Other Government Release

Department of Science and Technology

DOST leads charge for natural language research roadmap



As the Philippines commemorates Buwan ng Wika, the Department of Science and Technology (DOST) is leading the way in coming up with a research and development roadmap that can help strengthen natural language research in the country.

This was highlighted during the multi-sectoral meeting between DOST, Ateneo Social Computing Science Laboratory, Ateneo Center for Computing Competency and Research (ACCCRe), AI Singapore (AISG), and Komisyon sa Wikang Filipino (KWF) to discuss efforts in the Philippines on Natural Language Processing (NLP) and Large Language Model (LLM) in the Philippines.

With the theme “Towards Developing Large Language Models for Filipino Languages,” the gathering was attended by NLP, LLMs, and Artificial Intelligence (AI) experts from academic institutions, government, and industry. The program comprises presentations of current works and discussions of elements towards building culturally appropriate LLMs for the Philippine languages.

“Different Filipino languages provide connections to our cultural heritage and enables us to have a deeper understanding about our identity and historical roots.  We thank our researchers and partners from the academe, government, and industry in making solid efforts in providing solutions and opening opportunities for the Filipino people to utilize science, technology, and innovation in this initiative,” said DOST Secretary Renato U. Solidum, Jr.

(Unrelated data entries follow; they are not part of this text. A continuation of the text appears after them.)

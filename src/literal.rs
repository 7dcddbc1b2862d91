// Copyright (c) 2025 ADBC Drivers Contributors
//
// Licensed under the Apache License, Version 2.0 (the "License");
// you may not use this file except in compliance with the License.
// You may obtain a copy of the License at
//
//     http://www.apache.org/licenses/LICENSE-2.0
//
// Unless required by applicable law or agreed to in writing, software
// distributed under the License is distributed on an "AS IS" BASIS,
// WITHOUT WARRANTIES OR CONDITIONS OF ANY KIND, either express or implied.
// See the License for the specific language governing permissions and
// limitations under the License.

//! SQL literal rendering for query parameters.
//!
//! Parameters are sent to the server inline, as the `USING` list of an
//! `EXECUTE` statement, so every argument must be rendered as Trino SQL text.

use crate::error::{Error, Result};
use chrono::{DateTime, FixedOffset, NaiveDate, NaiveDateTime, NaiveTime, TimeDelta, Timelike};

const NANOS_PER_MILLI: i64 = 1_000_000;
const NANOS_PER_SECOND: i64 = 1_000_000_000;
const NANOS_PER_MINUTE: i64 = 60 * NANOS_PER_SECOND;
const NANOS_PER_HOUR: i64 = 60 * NANOS_PER_MINUTE;

/// A query parameter.
#[derive(Debug, Clone, PartialEq)]
pub enum Literal {
    Null,
    Integer(i64),
    UnsignedInteger(u64),
    Boolean(bool),
    String(String),
    /// Decimal text, validated as a number before rendering.
    Numeric(String),
    Date(NaiveDate),
    Time(NaiveTime),
    TimeTz(NaiveTime, FixedOffset),
    Timestamp(NaiveDateTime),
    TimestampTz(DateTime<FixedOffset>),
    Interval(TimeDelta),
    Array(Vec<Literal>),
    /// Not representable; rendering fails.
    Float(f64),
    /// Not representable; rendering fails.
    Bytes(Vec<u8>),
    /// Not representable; rendering fails.
    Map(Vec<(Literal, Literal)>),
}

impl Literal {
    /// Render as Trino SQL.
    pub fn to_sql(&self) -> Result<String> {
        match self {
            Literal::Null => Ok("NULL".to_string()),
            Literal::Integer(v) => Ok(v.to_string()),
            Literal::UnsignedInteger(v) => Ok(v.to_string()),
            Literal::Boolean(v) => Ok(v.to_string()),
            Literal::String(v) => Ok(quote(v)),
            Literal::Numeric(v) => {
                v.trim().parse::<f64>().map_err(|_| {
                    Error::UnsupportedArg(format!("numeric value {:?} is not a number", v))
                })?;
                Ok(v.trim().to_string())
            }
            Literal::Date(v) => Ok(format!("DATE '{}'", v.format("%Y-%m-%d"))),
            Literal::Time(v) => Ok(format!(
                "TIME '{}.{:09}'",
                v.format("%H:%M:%S"),
                v.nanosecond() % NANOS_PER_SECOND as u32
            )),
            Literal::TimeTz(time, offset) => Ok(format!(
                "TIME '{}{} {}'",
                time.format("%H:%M:%S"),
                fraction(time.nanosecond()),
                offset_suffix(offset)
            )),
            Literal::Timestamp(v) => Ok(format!(
                "TIMESTAMP '{}{}'",
                v.format("%Y-%m-%d %H:%M:%S"),
                fraction(v.nanosecond())
            )),
            Literal::TimestampTz(v) => Ok(format!(
                "TIMESTAMP '{}{} {}'",
                v.format("%Y-%m-%d %H:%M:%S"),
                fraction(v.nanosecond()),
                offset_suffix(v.offset())
            )),
            Literal::Interval(v) => interval(v),
            Literal::Array(items) => {
                let rendered = items
                    .iter()
                    .map(Literal::to_sql)
                    .collect::<Result<Vec<_>>>()?;
                Ok(format!("ARRAY[{}]", rendered.join(", ")))
            }
            Literal::Float(_) => Err(Error::UnsupportedArg("float".to_string())),
            Literal::Bytes(_) => Err(Error::UnsupportedArg("bytes".to_string())),
            Literal::Map(_) => Err(Error::UnsupportedArg("map".to_string())),
        }
    }
}

fn quote(value: &str) -> String {
    format!("'{}'", value.replace('\'', "''"))
}

/// `.nnnnnnnnn` with trailing zeros removed; empty for whole seconds.
fn fraction(nanos: u32) -> String {
    let nanos = nanos % NANOS_PER_SECOND as u32;
    if nanos == 0 {
        return String::new();
    }
    let digits = format!("{:09}", nanos);
    format!(".{}", digits.trim_end_matches('0'))
}

fn offset_suffix(offset: &FixedOffset) -> String {
    let seconds = offset.local_minus_utc();
    if seconds == 0 {
        return "Z".to_string();
    }
    let sign = if seconds < 0 { '-' } else { '+' };
    let seconds = seconds.abs();
    format!("{}{:02}:{:02}", sign, seconds / 3600, (seconds % 3600) / 60)
}

/// Pick the coarsest unit that represents the duration exactly.
fn interval(duration: &TimeDelta) -> Result<String> {
    let nanos = duration.num_nanoseconds().ok_or_else(|| {
        Error::UnsupportedArg(format!("interval {} is out of range", duration))
    })?;

    if nanos % NANOS_PER_HOUR == 0 {
        return Ok(format!("INTERVAL '{}' HOUR", nanos / NANOS_PER_HOUR));
    }
    if nanos % NANOS_PER_MINUTE == 0 {
        return Ok(format!("INTERVAL '{}' MINUTE", nanos / NANOS_PER_MINUTE));
    }

    let seconds = nanos / NANOS_PER_SECOND;
    if nanos % NANOS_PER_SECOND == 0 {
        if seconds <= i32::MIN as i64 || seconds > i32::MAX as i64 {
            return Err(Error::UnsupportedArg(format!(
                "interval of {} seconds is out of range",
                seconds
            )));
        }
        return Ok(format!("INTERVAL '{}' SECOND", seconds));
    }

    if nanos % NANOS_PER_MILLI == 0 {
        let millis = (nanos / NANOS_PER_MILLI).abs() % 1000;
        let sign = if nanos < 0 && seconds == 0 { "-" } else { "" };
        let text = format!("{}{}.{:03}", sign, seconds, millis);
        let text = text.trim_end_matches('0');
        let limit = if nanos < 0 { 12 } else { 11 };
        if text.len() > limit {
            return Err(Error::UnsupportedArg(format!(
                "interval {} is out of range",
                text
            )));
        }
        return Ok(format!("INTERVAL '{}' SECOND", text));
    }

    Err(Error::UnsupportedArg(format!(
        "interval {} is not a whole number of milliseconds",
        duration
    )))
}

impl From<i64> for Literal {
    fn from(v: i64) -> Self {
        Literal::Integer(v)
    }
}

impl From<i32> for Literal {
    fn from(v: i32) -> Self {
        Literal::Integer(v.into())
    }
}

impl From<u64> for Literal {
    fn from(v: u64) -> Self {
        Literal::UnsignedInteger(v)
    }
}

impl From<u32> for Literal {
    fn from(v: u32) -> Self {
        Literal::UnsignedInteger(v.into())
    }
}

impl From<bool> for Literal {
    fn from(v: bool) -> Self {
        Literal::Boolean(v)
    }
}

impl From<&str> for Literal {
    fn from(v: &str) -> Self {
        Literal::String(v.to_string())
    }
}

impl From<String> for Literal {
    fn from(v: String) -> Self {
        Literal::String(v)
    }
}

impl From<f64> for Literal {
    fn from(v: f64) -> Self {
        Literal::Float(v)
    }
}

impl From<NaiveDate> for Literal {
    fn from(v: NaiveDate) -> Self {
        Literal::Date(v)
    }
}

impl From<NaiveTime> for Literal {
    fn from(v: NaiveTime) -> Self {
        Literal::Time(v)
    }
}

impl From<NaiveDateTime> for Literal {
    fn from(v: NaiveDateTime) -> Self {
        Literal::Timestamp(v)
    }
}

impl From<DateTime<FixedOffset>> for Literal {
    fn from(v: DateTime<FixedOffset>) -> Self {
        Literal::TimestampTz(v)
    }
}

impl<Tz: chrono::TimeZone> From<&DateTime<Tz>> for Literal {
    fn from(v: &DateTime<Tz>) -> Self {
        Literal::TimestampTz(v.fixed_offset())
    }
}

impl From<TimeDelta> for Literal {
    fn from(v: TimeDelta) -> Self {
        Literal::Interval(v)
    }
}

impl<T: Into<Literal>> From<Option<T>> for Literal {
    fn from(v: Option<T>) -> Self {
        v.map_or(Literal::Null, Into::into)
    }
}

The S&T initiatives funded by DOST for the development of LLMs for Philippine languages were presented.  One of the main DOST projects to preserve different languages of the Philippines is Project Marayum.  This project is a collaboratively built, desktop- and mobile phone-based, online dictionary platform for Philippine languages. Its goal is to empower native language speakers to create and curate an online dictionary of their language without needing to have technical expertise in website design, implementation, and maintenance.

A project funded to answer the need to a Filipino company is FilWordNet.  Funded through the DOST- Collaborative Research and Development to Leverage Philippine Economy (CRADLE) Program, FilWordNet is a Philippine language resource built by DLSU-CCS researchers in collaboration with Senti Techlabs. The project tracks how word senses change in the digital realm through natural language processing and network science.

The DOST- Philippine Council for Industry, Energy, and Emerging Technology Research and Development (PCIEERD) funded the Interdisciplinary Signal Processing for Pinoys (ISIP) Program, consists of 7 component projects implemented by the University of the Philippines –  Electrical and Electronics Engineering Institute (UP-EEEI) and its subsequent Interdisciplinary Signal Processing for Pinoys (ISIP): Software Applications for Education (SAFE) Program with three (3) component projects implemented by UPD-EEEI and De La Salle University (DLSU).

The ISIP Program developed a Philippine Languages Corpora of text and speech data of ten (10) spoken languages.

From these databases, several language models were created for Automatic Speech Recognition, Filipino Speech Synthesizer, Code Switching Detector, Essay Grader and English Proficiency training program applications.

The ISIP: SAFE Program developed an automated reading tutor for elementary students in Filipino, closed captioning systems for Philippine languages, and a Filipino language writing tool.

Additionally, the other projects include Project iWag, a mobile web bidirectional neural machine translation system for Filipino and Cebuano by the University of Immaculate Concepcion, and the Multi-Lingual Chatbot for Health Monitoring, which is a healthcare chatbot that is capable of interpreting audio input and conversing in Filipino and Bisaya by De La Salle University.

DOST-PCIEERD also funded the MinNa-LProc (Mindanao Natural Language Processing) Research and Development Laboratory and Senti Techlabs, a start-up company focusing on AI technologies.  MinNa-LProc Research and Development Laboratory intends to make use of NLP to aid in the protection of endangered languages in the Mindanao region such as Manobo, Mansaka, and Kalagan.

On the other hand, Senti Techlabs devised a machine-learning based language classifier that demonstrates automatic detection for any document’s language.

“This is an opportunity for us to maximize the use of technologies available to us in preserving and propagating our different languages.  Through this roadmap, we can identify research gaps as well as the possible solutions in terms of technology, human resource, and policy,” said DOST PCIEERD Executive Director Enrico C. Paringit.

The convention was graced by Dr. William Tjhi, Head of Applied Research for Foundation Models of SG-AI. He presented the SEA-LION (Southeast Asian Languages In One Network) project that started in 2023, a family of Southeast Asian LLMs that seeks to construct well-represented language datasets to maximize the vast array of AI applications for both research and industry.  SG-AI offered their assistance and expressed willingness to share their work to facilitate collaboration with the Philippines.

KWF and academic institutions present in the forum expressed support to this collaboration.  KWF stressed the importance of making linguistic resources available to the public and likewise underscored the importance of a national dictionary and grammar guidelines.

Attention was also drawn to the issues, needs, and challenges in large language models which must be considered in the formulation and implementation of the roadmap.